--- Input for this task Enclosed Below ---

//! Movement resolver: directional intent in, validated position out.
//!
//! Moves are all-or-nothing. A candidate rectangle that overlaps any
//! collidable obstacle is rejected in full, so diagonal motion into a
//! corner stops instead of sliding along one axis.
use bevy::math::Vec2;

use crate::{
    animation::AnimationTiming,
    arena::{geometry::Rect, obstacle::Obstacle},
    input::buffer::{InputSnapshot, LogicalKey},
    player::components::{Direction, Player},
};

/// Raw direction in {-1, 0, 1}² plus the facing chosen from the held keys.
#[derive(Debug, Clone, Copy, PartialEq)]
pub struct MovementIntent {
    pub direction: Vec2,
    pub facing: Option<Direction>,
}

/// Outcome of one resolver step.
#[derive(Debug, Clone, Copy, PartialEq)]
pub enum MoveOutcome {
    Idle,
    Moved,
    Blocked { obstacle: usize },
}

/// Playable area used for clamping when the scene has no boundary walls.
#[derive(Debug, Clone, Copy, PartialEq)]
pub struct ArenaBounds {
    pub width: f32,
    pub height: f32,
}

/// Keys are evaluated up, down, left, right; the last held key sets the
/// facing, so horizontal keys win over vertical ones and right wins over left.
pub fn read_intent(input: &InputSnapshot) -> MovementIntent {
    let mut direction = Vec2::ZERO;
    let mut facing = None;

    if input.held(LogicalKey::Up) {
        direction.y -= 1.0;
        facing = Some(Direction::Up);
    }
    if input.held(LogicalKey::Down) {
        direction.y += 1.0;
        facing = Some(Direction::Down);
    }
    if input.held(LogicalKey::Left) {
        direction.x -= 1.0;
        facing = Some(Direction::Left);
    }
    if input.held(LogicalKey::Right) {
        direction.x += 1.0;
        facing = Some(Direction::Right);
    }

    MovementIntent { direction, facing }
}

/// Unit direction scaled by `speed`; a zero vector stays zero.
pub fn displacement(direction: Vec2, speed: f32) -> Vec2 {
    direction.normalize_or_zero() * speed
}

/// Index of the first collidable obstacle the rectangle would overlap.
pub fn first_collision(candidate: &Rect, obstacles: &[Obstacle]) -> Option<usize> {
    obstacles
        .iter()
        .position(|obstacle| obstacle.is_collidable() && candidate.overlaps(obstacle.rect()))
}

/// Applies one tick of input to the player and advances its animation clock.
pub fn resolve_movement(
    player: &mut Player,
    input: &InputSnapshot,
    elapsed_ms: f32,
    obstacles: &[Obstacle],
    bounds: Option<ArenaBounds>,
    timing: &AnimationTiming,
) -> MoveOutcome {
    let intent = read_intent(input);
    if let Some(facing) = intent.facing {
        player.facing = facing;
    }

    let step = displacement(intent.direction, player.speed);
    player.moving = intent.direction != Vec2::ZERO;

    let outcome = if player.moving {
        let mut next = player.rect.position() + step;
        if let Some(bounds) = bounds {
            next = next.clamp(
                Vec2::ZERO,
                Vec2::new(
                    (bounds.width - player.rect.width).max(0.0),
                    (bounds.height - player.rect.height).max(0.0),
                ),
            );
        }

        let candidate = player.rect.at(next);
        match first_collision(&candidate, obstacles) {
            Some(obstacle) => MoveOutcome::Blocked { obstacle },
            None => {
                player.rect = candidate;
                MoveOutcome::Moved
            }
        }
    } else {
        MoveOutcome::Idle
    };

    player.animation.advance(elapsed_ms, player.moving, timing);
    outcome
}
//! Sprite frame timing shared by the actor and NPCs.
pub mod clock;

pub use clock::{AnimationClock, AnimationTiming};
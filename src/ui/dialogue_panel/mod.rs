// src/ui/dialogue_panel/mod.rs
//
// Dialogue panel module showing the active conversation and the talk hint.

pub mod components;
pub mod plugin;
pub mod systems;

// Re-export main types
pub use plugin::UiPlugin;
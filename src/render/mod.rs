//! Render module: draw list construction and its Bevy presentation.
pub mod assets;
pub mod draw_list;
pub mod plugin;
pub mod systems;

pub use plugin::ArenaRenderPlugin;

--- End of Enclosed Input for this task ---

__The task__
Every line above with the string "Blocked" in it needs to be copied.

__Task output__
    Blocked { obstacle: usize },
            Some(obstacle) => MoveOutcome::Blocked { obstacle },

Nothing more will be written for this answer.